Two of the world’s richest men, Bill Gates and Warren Buffett are in New Delhi and have taken the initiative to convince Indian billionaires to join in their philanthropic efforts. Through the Giving Pledge campaign launched by them last year, the two have called upon other rich people to make a conscious commitment and have also gone public with their pledges in an effort to motivate others.
If billionaires around the world pledge to contribute what is being dubbed by the duo as ‘moral commitment’, about USD 600 billion could be generated for philanthropic causes.

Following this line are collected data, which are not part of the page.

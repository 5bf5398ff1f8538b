use axum::http::{HeaderName, HeaderValue, Request};
use axum::middleware::{self, Next};
use axum::response::Response;
use axum::Router;
use axum::body::Body;
use tower_http::trace::TraceLayer;
use uuid::Uuid;

use crate::blobs;
use crate::routes;
use crate::state::AppState;

const REQUEST_ID_HEADER: &str = "x-request-id";

/// Stamps every request/response with an `x-request-id`, generating one
/// when the caller didn't send one (mirrors `dog_axum::app::ensure_request_id`).
async fn ensure_request_id(mut req: Request<Body>, next: Next) -> Response {
    let header = HeaderName::from_static(REQUEST_ID_HEADER);
    let request_id = req
        .headers()
        .get(&header)
        .and_then(|v| v.to_str().ok())
        .map(str::to_string)
        .unwrap_or_else(|| Uuid::new_v4().to_string());

    if let Ok(value) = HeaderValue::from_str(&request_id) {
        req.headers_mut().insert(header.clone(), value);
    }

    let mut res = next.run(req).await;
    if let Ok(value) = HeaderValue::from_str(&request_id) {
        res.headers_mut().insert(header, value);
    }
    res
}

/// Builds the full router: content routes under `/contents`, the three raw
/// presigned blob routes, and the ambient `TraceLayer`/request-id stack.
pub fn build_router(state: AppState) -> Router {
    let blob_routes = Router::new()
        .route("/upload/{*key}", axum::routing::put(blobs::upload))
        .route("/download/{*key}", axum::routing::get(blobs::download))
        .route("/preview/{*key}", axum::routing::get(blobs::preview))
        .with_state(state.clone());

    Router::new()
        .merge(routes::router(state))
        .merge(blob_routes)
        .layer(middleware::from_fn(ensure_request_id))
        .layer(TraceLayer::new_for_http())
}
use std::sync::Arc;

use silo_service::Service;

/// Shared application state, captured by handler closures. No global
/// state — the `Service` is a value passed explicitly everywhere.
#[derive(Clone)]
pub struct AppState {
    pub service: Arc<Service>,
}

impl AppState {
    pub fn new(service: Service) -> Self {
        Self { service: Arc::new(service) }
    }
}
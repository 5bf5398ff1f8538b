use async_trait::async_trait;
use silo_core::ContentResult;
use silo_model::{Content, Object};
use silo_store::BlobStore;

use crate::strategy::UrlStrategy;

/// CDN-fronted URLs: `{cdnBaseURL}/{objectKey}`, immutable and
/// caching-friendly. Uploads go through a separate base URL when
/// configured (typically a different, write-only endpoint than the public
/// CDN); otherwise upload URLs are empty (direct-to-service upload).
pub struct CdnUrlStrategy {
    cdn_base_url: String,
    upload_base_url: Option<String>,
}

impl CdnUrlStrategy {
    pub fn new(cdn_base_url: impl Into<String>) -> Self {
        Self {
            cdn_base_url: trim_trailing_slash(cdn_base_url.into()),
            upload_base_url: None,
        }
    }

    pub fn with_upload_base_url(mut self, upload_base_url: impl Into<String>) -> Self {
        self.upload_base_url = Some(trim_trailing_slash(upload_base_url.into()));
        self
    }
}

fn trim_trailing_slash(mut s: String) -> String {
    while s.ends_with('/') {
        s.pop();
    }
    s
}

#[async_trait]
impl UrlStrategy for CdnUrlStrategy {
    async fn download_url(
        &self,
        _content: &Content,
        object: &Object,
        _backend: &dyn BlobStore,
    ) -> ContentResult<String> {
        Ok(format!("{}/{}", self.cdn_base_url, object.object_key))
    }

    async fn preview_url(
        &self,
        _content: &Content,
        object: &Object,
        _backend: &dyn BlobStore,
    ) -> ContentResult<String> {
        Ok(format!("{}/{}", self.cdn_base_url, object.object_key))
    }

    async fn upload_url(
        &self,
        _content: &Content,
        object: &Object,
        _backend: &dyn BlobStore,
    ) -> ContentResult<String> {
        match &self.upload_base_url {
            Some(base) => Ok(format!("{}/{}", base, object.object_key)),
            None => Ok(String::new()),
        }
    }
}

#[cfg(test)]
mod tests {
    use super::*;
    use silo_model::ContentId;
    use silo_store::MemoryBlobStore;

    #[tokio::test]
    async fn builds_immutable_cdn_urls() {
        let strategy = CdnUrlStrategy::new("https://cdn.example.com/");
        let content = Content::new("t", "o", "user", "a.txt", "text/plain");
        let object = Object::new(ContentId::new(), "mem", 1, "originals/ab/cd_a.txt", "text/plain");
        let backend = MemoryBlobStore::new("mem");

        let url = strategy.download_url(&content, &object, &backend).await.unwrap();
        assert_eq!(url, "https://cdn.example.com/originals/ab/cd_a.txt");
    }

    #[tokio::test]
    async fn upload_url_is_empty_without_a_configured_upload_base() {
        let strategy = CdnUrlStrategy::new("https://cdn.example.com");
        let content = Content::new("t", "o", "user", "a.txt", "text/plain");
        let object = Object::new(ContentId::new(), "mem", 1, "k", "text/plain");
        let backend = MemoryBlobStore::new("mem");

        assert_eq!(strategy.upload_url(&content, &object, &backend).await.unwrap(), "");
    }
}
use chrono::Utc;
use silo_core::{ContentError, ContentEvent, ContentEventKind, ContentResult};
use silo_model::{Content, ContentMetadata, DerivedContent, Object, ObjectId, ObjectMetadata, ObjectStatus};
use silo_store::ByteStream;

use crate::requests::{UploadContentRequest, UploadDerivedContentRequest, UploadObjectForContentRequest};
use crate::Service;

impl Service {
    /// `UploadContent(req)`: creates the Content, metadata, and
    /// the first Object in one call, streaming bytes straight to the
    /// resolved backend before any metadata is persisted so a failed upload
    /// never leaves a dangling Content behind in `uploaded` status.
    pub async fn upload_content(&self, req: UploadContentRequest) -> ContentResult<(Content, Object)> {
        let backend = self.resolve_backend(&req.backend)?;

        let mut content = Content::new(
            req.tenant_id.clone(),
            req.owner_id,
            req.owner_type,
            req.name,
            req.document_type,
        );
        if let Some(description) = req.description.clone() {
            content = content.with_description(description);
        }
        let content = self.repository.create_content(content).await.map_err(ContentError::from)?;

        self.emit(ContentEvent::new(ContentEventKind::ContentCreated, content.id.to_string(), req.tenant_id.clone()))
            .await;

        let (content, object) = self
            .upload_bytes_for_content(content, backend.as_ref(), &req.backend, req.file_name.as_deref(), req.mime_type.as_deref(), req.reader)
            .await?;

        let mut metadata = ContentMetadata::new(content.id).with_tags(req.tags);
        if let Some(mime) = req.mime_type {
            metadata = metadata.with_mime_type(mime);
        }
        if let Some(file_name) = req.file_name {
            metadata = metadata.with_file_name(file_name);
        }
        if let Some(title) = req.title {
            metadata = metadata.with_title(title);
        }
        metadata.description = req.description;
        metadata.created_by = req.created_by;
        metadata.custom = req.custom;
        self.repository.set_content_metadata(metadata).await.map_err(ContentError::from)?;

        Ok((content, object))
    }

    /// `UploadObjectForContent(req)`: attaches a new Object to
    /// an existing Content without touching the Content's own status.
    pub async fn upload_object_for_content(
        &self,
        req: UploadObjectForContentRequest,
    ) -> ContentResult<Object> {
        let content = self.repository.get_content(&req.content_id).await.map_err(ContentError::from)?;
        let backend = self.resolve_backend(&req.backend)?;

        let (_, object) = self
            .upload_bytes_for_content(content, backend.as_ref(), &req.backend, req.file_name.as_deref(), req.mime_type.as_deref(), req.reader)
            .await?;

        Ok(object)
    }

    /// Shared core of `UploadContent`/`UploadObjectForContent`/
    /// `UploadDerivedContent`: mint the object key, stream bytes to the
    /// backend, persist the Object + its metadata, bump the Content to
    /// `uploaded`, and emit `ObjectCreated`/`ObjectUploaded`.
    async fn upload_bytes_for_content(
        &self,
        content: Content,
        backend: &dyn silo_store::BlobStore,
        backend_name: &str,
        file_name: Option<&str>,
        mime_type: Option<&str>,
        reader: ByteStream,
    ) -> ContentResult<(Content, Object)> {
        let object_id = ObjectId::new();
        let object_key = self.object_key_for(&content, &object_id, file_name).await?;

        let version = self
            .repository
            .get_objects_by_content_id(&content.id)
            .await
            .map_err(ContentError::from)?
            .into_iter()
            .map(|o| o.version)
            .max()
            .map(|v| v + 1)
            .unwrap_or(1);

        let resolved_backend_name = if backend_name.is_empty() {
            backend.backend_name().to_string()
        } else {
            backend_name.to_string()
        };

        let mut object = Object {
            id: object_id,
            ..Object::new(content.id.clone(), resolved_backend_name.clone(), version, object_key.clone(), content.document_type.clone())
        };
        object.file_name = file_name.map(str::to_string);
        let object = self.repository.create_object(object).await.map_err(ContentError::from)?;

        self.emit(
            ContentEvent::new(ContentEventKind::ObjectCreated, content.id.to_string(), content.tenant_id.clone())
                .with_object_id(object.id.to_string()),
        )
        .await;

        let object_meta = backend
            .upload(&object_key, mime_type, reader)
            .await
            .map_err(ContentError::from)?;

        let mut object = object;
        object.status = ObjectStatus::Uploaded;
        object.touch(Utc::now());
        let object = self.repository.update_object(object).await.map_err(ContentError::from)?;

        let metadata = ObjectMetadata::new(object.id, object_meta.size_bytes);
        let metadata = if let Some(mime) = mime_type.map(str::to_string).or(object_meta.content_type) {
            metadata.with_mime_type(mime)
        } else {
            metadata
        };
        let metadata = if let Some(etag) = object_meta.etag {
            metadata.with_etag(etag)
        } else {
            metadata
        };
        self.repository.set_object_metadata(metadata).await.map_err(ContentError::from)?;

        self.emit(
            ContentEvent::new(ContentEventKind::ObjectUploaded, content.id.to_string(), content.tenant_id.clone())
                .with_object_id(object.id.to_string()),
        )
        .await;

        let mut content = content;
        if content.status.can_transition_to(silo_model::ContentStatus::Uploaded) {
            content.status = silo_model::ContentStatus::Uploaded;
        }
        content.touch(Utc::now());
        let content = self.repository.update_content(content).await.map_err(ContentError::from)?;

        Ok((content, object))
    }

    /// `UploadDerivedContent(req)`: creates the child Content +
    /// DerivedContent edge, uploads the bytes, and leaves the child in
    /// `processed` status rather than the `uploaded` status a plain object
    /// upload would produce — a derived child's bytes are already the
    /// finished artifact, not raw input awaiting processing.
    pub async fn upload_derived_content(
        &self,
        req: UploadDerivedContentRequest,
    ) -> ContentResult<(Content, Object, DerivedContent)> {
        let derivation_type = if req.derivation_type.is_empty() {
            silo_model::infer_derivation_type(&req.variant)
        } else {
            req.derivation_type.clone()
        };

        let child = Content::new(
            req.tenant_id.clone(),
            req.owner_id,
            req.owner_type,
            req.name,
            req.document_type,
        )
        .with_derivation_type(derivation_type.clone());
        let child = self.repository.create_content(child).await.map_err(ContentError::from)?;

        let edge = DerivedContent::new(req.parent_id.clone(), child.id.clone(), derivation_type, req.variant)
            .with_derivation_params(req.derivation_params)
            .with_processing_metadata(req.processing_metadata);
        let edge = self
            .repository
            .create_derived_content_relationship(edge)
            .await
            .map_err(ContentError::from)?;

        self.emit(
            ContentEvent::new(ContentEventKind::DerivedContentCreated, child.id.to_string(), req.tenant_id.clone())
                .with_detail(serde_json::json!({ "parent_content_id": req.parent_id.to_string() })),
        )
        .await;

        let backend = self.resolve_backend("")?;
        let (child, object) = self
            .upload_bytes_for_content(child, backend.as_ref(), backend.backend_name(), req.file_name.as_deref(), req.mime_type.as_deref(), req.reader)
            .await?;

        // Derived content created via UploadDerivedContent lands in
        // processed, not uploaded. `upload_bytes_for_content` leaves it
        // `uploaded` (the shared path any Object upload takes); override
        // directly rather than through the allowed-transition graph, since
        // created → processed isn't itself a legal `UpdateContentStatus`
        // transition — this is construction, not a caller-driven transition.
        let mut child = child;
        child.status = silo_model::ContentStatus::Processed;
        child.touch(Utc::now());
        let child = self.repository.update_content(child).await.map_err(ContentError::from)?;

        self.emit(
            ContentEvent::new(ContentEventKind::ContentStatusChanged, child.id.to_string(), child.tenant_id.clone())
                .with_detail(serde_json::json!({ "status": "processed" })),
        )
        .await;

        Ok((child, object, edge))
    }

    /// `DownloadContent(id)`: streams the bytes of a Content's
    /// latest (highest-version) non-deleted Object.
    pub async fn download_content(&self, id: &silo_model::ContentId) -> ContentResult<ByteStream> {
        let objects = self.repository.get_objects_by_content_id(id).await.map_err(ContentError::from)?;
        let object = objects
            .into_iter()
            .next()
            .ok_or_else(|| ContentError::object_not_found(format!("content {id} has no objects")))?;
        self.download_object(&object.id).await
    }

    /// `DownloadObject(id)`: streams one specific Object's bytes.
    pub async fn download_object(&self, id: &ObjectId) -> ContentResult<ByteStream> {
        let object = self.repository.get_object(id).await.map_err(ContentError::from)?;
        let backend = self.resolve_backend(&object.storage_backend_name)?;
        backend.download(&object.object_key).await.map_err(ContentError::from)
    }
}
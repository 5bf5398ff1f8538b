use std::collections::BTreeMap;

use serde::Serialize;
use silo_core::{ContentError, ContentResult};
use silo_model::{Content, ContentId, ContentMetadata, DerivedContent, Object, ReadyNode};

use crate::requests::ContentDetailsOptions;
use crate::Service;

/// One node of the tree returned by `GetDerivedTree`
/// (`/contents/{id}/derived-tree`), with recursive children. `edge` is
/// `None` for the root node and `Some` for every descendant.
#[derive(Debug, Clone, Serialize)]
pub struct DerivedTreeNode {
    pub content: Content,
    pub edge: Option<DerivedContent>,
    pub children: Vec<DerivedTreeNode>,
}

/// Aggregated descriptor returned by `GetContentDetails`: the
/// Content, its metadata, its latest Object, and URLs for every directly
/// derived child grouped by derivation type into `thumbnails` / `previews`
/// / `transcodes` maps keyed by variant. `download_url`/`preview_url` are
/// `""` when `options.with_urls` is false or the URL strategy has none to
/// offer — an empty string means no URL.
#[derive(Debug, Clone, Serialize)]
pub struct ContentDetails {
    pub content: Content,
    pub metadata: Option<ContentMetadata>,
    pub latest_object: Option<Object>,
    pub download_url: String,
    pub preview_url: String,
    pub thumbnails: BTreeMap<String, String>,
    pub previews: BTreeMap<String, String>,
    pub transcodes: BTreeMap<String, String>,
    pub ready: bool,
}

impl Service {
    /// `GetContentDetails(id, options...)`.
    pub async fn get_content_details(
        &self,
        id: &ContentId,
        options: ContentDetailsOptions,
    ) -> ContentResult<ContentDetails> {
        let content = self.repository.get_content(id).await.map_err(ContentError::from)?;
        let metadata = self.repository.get_content_metadata(id).await.ok();

        let latest_object = self
            .repository
            .get_objects_by_content_id(id)
            .await
            .map_err(ContentError::from)?
            .into_iter()
            .next();

        let (download_url, preview_url) = if options.with_urls {
            match &latest_object {
                Some(object) => {
                    let backend = self.resolve_backend(&object.storage_backend_name)?;
                    let download_url = self
                        .url_strategy
                        .download_url(&content, object, backend.as_ref())
                        .await?;
                    let preview_url = self
                        .url_strategy
                        .preview_url(&content, object, backend.as_ref())
                        .await?;
                    (download_url, preview_url)
                }
                None => (String::new(), String::new()),
            }
        } else {
            (String::new(), String::new())
        };

        let mut thumbnails = BTreeMap::new();
        let mut previews = BTreeMap::new();
        let mut transcodes = BTreeMap::new();

        let children = self
            .repository
            .list_derived_content(silo_repo::DerivedContentFilter::default().with_parent_id(id.clone()))
            .await
            .map_err(ContentError::from)?;

        if options.with_urls {
            for edge in &children {
                let child_object = self
                    .repository
                    .get_objects_by_content_id(&edge.child_content_id)
                    .await
                    .map_err(ContentError::from)?
                    .into_iter()
                    .next();
                let Some(child_object) = child_object else {
                    continue;
                };
                let child_content = self
                    .repository
                    .get_content(&edge.child_content_id)
                    .await
                    .map_err(ContentError::from)?;
                let backend = self.resolve_backend(&child_object.storage_backend_name)?;
                let url = self
                    .url_strategy
                    .download_url(&child_content, &child_object, backend.as_ref())
                    .await?;

                let variant = edge.resolved_variant();
                match edge.derivation_type.as_str() {
                    "thumbnail" => {
                        thumbnails.insert(variant, url);
                    }
                    "preview" => {
                        previews.insert(variant, url);
                    }
                    "transcode" => {
                        transcodes.insert(variant, url);
                    }
                    _ => {}
                }
            }
        }

        let ready = self.compute_ready(&content, &children).await?;

        Ok(ContentDetails {
            content,
            metadata,
            latest_object,
            download_url,
            preview_url,
            thumbnails,
            previews,
            transcodes,
            ready,
        })
    }

    /// `GetContentDetailsBatch(ids, options...)`: N single
    /// calls, no SQL-level batching promised.
    pub async fn get_content_details_batch(
        &self,
        ids: &[ContentId],
        options: ContentDetailsOptions,
    ) -> Vec<ContentResult<ContentDetails>> {
        let mut results = Vec::with_capacity(ids.len());
        for id in ids {
            results.push(self.get_content_details(id, options).await);
        }
        results
    }

    /// Assembles the ready-tree rooted at `content` and evaluates the
    /// recursive ready predicate over it. Tree assembly needs
    /// repository access for each level, which is why only the pure
    /// predicate over an already-built [`ReadyNode`] tree lives in
    /// `silo-model`.
    async fn compute_ready(
        &self,
        content: &Content,
        direct_children: &[silo_model::DerivedContent],
    ) -> ContentResult<bool> {
        let mut child_nodes = Vec::with_capacity(direct_children.len());
        for edge in direct_children {
            let child_content = self
                .repository
                .get_content(&edge.child_content_id)
                .await
                .map_err(ContentError::from)?;
            let grandchildren = self
                .repository
                .list_derived_content(
                    silo_repo::DerivedContentFilter::default().with_parent_id(edge.child_content_id.clone()),
                )
                .await
                .map_err(ContentError::from)?;
            child_nodes.push(self.ready_node(child_content, grandchildren).await?);
        }

        let root = ReadyNode::with_children(content.status, child_nodes);
        Ok(silo_model::is_ready(&root))
    }

    /// `GetDerivedTree(id)`: the full subtree rooted at `id`,
    /// recursing through every level of `DerivedContent` edges.
    pub async fn get_derived_tree(&self, id: &ContentId) -> ContentResult<DerivedTreeNode> {
        let content = self.repository.get_content(id).await.map_err(ContentError::from)?;
        self.derived_tree_node(content, None).await
    }

    fn derived_tree_node<'a>(
        &'a self,
        content: Content,
        edge: Option<DerivedContent>,
    ) -> std::pin::Pin<Box<dyn std::future::Future<Output = ContentResult<DerivedTreeNode>> + Send + 'a>> {
        Box::pin(async move {
            let edges = self
                .repository
                .list_derived_content(silo_repo::DerivedContentFilter::default().with_parent_id(content.id.clone()))
                .await
                .map_err(ContentError::from)?;

            let mut children = Vec::with_capacity(edges.len());
            for child_edge in edges {
                let child_content = self
                    .repository
                    .get_content(&child_edge.child_content_id)
                    .await
                    .map_err(ContentError::from)?;
                children.push(self.derived_tree_node(child_content, Some(child_edge)).await?);
            }

            Ok(DerivedTreeNode { content, edge, children })
        })
    }

    fn ready_node<'a>(
        &'a self,
        content: Content,
        children: Vec<silo_model::DerivedContent>,
    ) -> std::pin::Pin<Box<dyn std::future::Future<Output = ContentResult<ReadyNode>> + Send + 'a>> {
        Box::pin(async move {
            let mut child_nodes = Vec::with_capacity(children.len());
            for edge in &children {
                let child_content = self
                    .repository
                    .get_content(&edge.child_content_id)
                    .await
                    .map_err(ContentError::from)?;
                let grandchildren = self
                    .repository
                    .list_derived_content(
                        silo_repo::DerivedContentFilter::default()
                            .with_parent_id(edge.child_content_id.clone()),
                    )
                    .await
                    .map_err(ContentError::from)?;
                child_nodes.push(self.ready_node(child_content, grandchildren).await?);
            }
            Ok(ReadyNode::with_children(content.status, child_nodes))
        })
    }
}
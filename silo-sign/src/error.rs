use thiserror::Error;

/// Presigned URL validation failures. Each maps to a stable
/// HTTP status at the boundary: missing signature → 401, the rest → 403/400.
#[derive(Error, Debug, Clone, PartialEq, Eq)]
pub enum SignError {
    #[error("missing signature")]
    MissingSignature,

    #[error("missing expiration")]
    MissingExpiration,

    #[error("invalid expiration")]
    InvalidExpiration,

    #[error("signature expired")]
    SignatureExpired,

    #[error("invalid signature")]
    InvalidSignature,
}
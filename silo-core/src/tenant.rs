//! Tenant and actor identity carried through every content operation.
//!
//! The content service does not implement authorization itself;
//! `TenantId`/`OwnerRef` exist purely so callers can scope
//! listings and so the repository can filter by owner+tenant.

use std::fmt;

/// A tenant identifier. Free-form: callers decide what a tenant is.
#[derive(Debug, Clone, PartialEq, Eq, Hash, PartialOrd, Ord)]
pub struct TenantId(pub String);

impl TenantId {
    pub fn new<S: Into<String>>(id: S) -> Self {
        Self(id.into())
    }

    pub fn as_str(&self) -> &str {
        &self.0
    }
}

impl fmt::Display for TenantId {
    fn fmt(&self, f: &mut fmt::Formatter<'_>) -> fmt::Result {
        write!(f, "{}", self.0)
    }
}

impl From<&str> for TenantId {
    fn from(s: &str) -> Self {
        Self(s.to_string())
    }
}

impl From<String> for TenantId {
    fn from(s: String) -> Self {
        Self(s)
    }
}

/// The owner of a Content: an opaque id plus a free-form "owner type" tag
/// (e.g. "user", "team", "bot"). Neither field is validated against an
/// external identity system.
#[derive(Debug, Clone, PartialEq, Eq, Hash)]
pub struct OwnerRef {
    pub owner_id: String,
    pub owner_type: String,
}

impl OwnerRef {
    pub fn new<S: Into<String>, T: Into<String>>(owner_id: S, owner_type: T) -> Self {
        Self {
            owner_id: owner_id.into(),
            owner_type: owner_type.into(),
        }
    }
}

Speaking to the media in New Delhi, Bill Gates said, “We have had discussions in the United States on a number of occasions and a few months ago we had one in China. A lot of people there are very open about why they give and I feel like we learned a lot. Here in India I think some of the people who are doing similar work will be able to partner together and be better philanthropists because of this opportunity to talk with each other.”
Gates’ wife Melinda who is the co-founder of the Bill and Melinda Gates Foundation said, “I have felt like it has been a great honour to get to know a lot of people in India, particularly who are already involved in philanthropy. India itself has a great history of giving back and it certainly has influenced us. But getting to hear today people’s interest in philanthropy, what they are already doing, there were a lot of questions of Azim (Premji) about what he and his wife were doing in education, there is so much to be done in India and it is great to hear philanthropists talking about where they might give back themselves.”
Buffett who earlier in the day met with various industrialists like Adi Godrej, Analjit Singh, Rakesh Jhunjhunwala and Naina Lal Kidwai at the Oberoi Hotel said, “This is my first trip to India, I have just been here a few days. But I think it’s an extraordinary thing, but nothing more extraordinary than the experience we have had tonight. Tonight we with a group of people who I atleast met very few of them before, there was a level of standard, level of participation, it was dramatic, everybody participated, there was exceptional participation and we heard some great stories. We learned a great deal and I just want to thank people who came to that dinner for teaching me a great deal about what’s going on in India and giving me great encouragement about what will be going on in India.”
In what was one of the largest philanthropic causes seen in India’s history, recently, Wipro chairman Azim Premji announced that he will donate nearly USD 2 billion to fund education and development programmes in India. Premji hailed Gates and Buffett’s efforts to get billionaires commit to a worthy cause.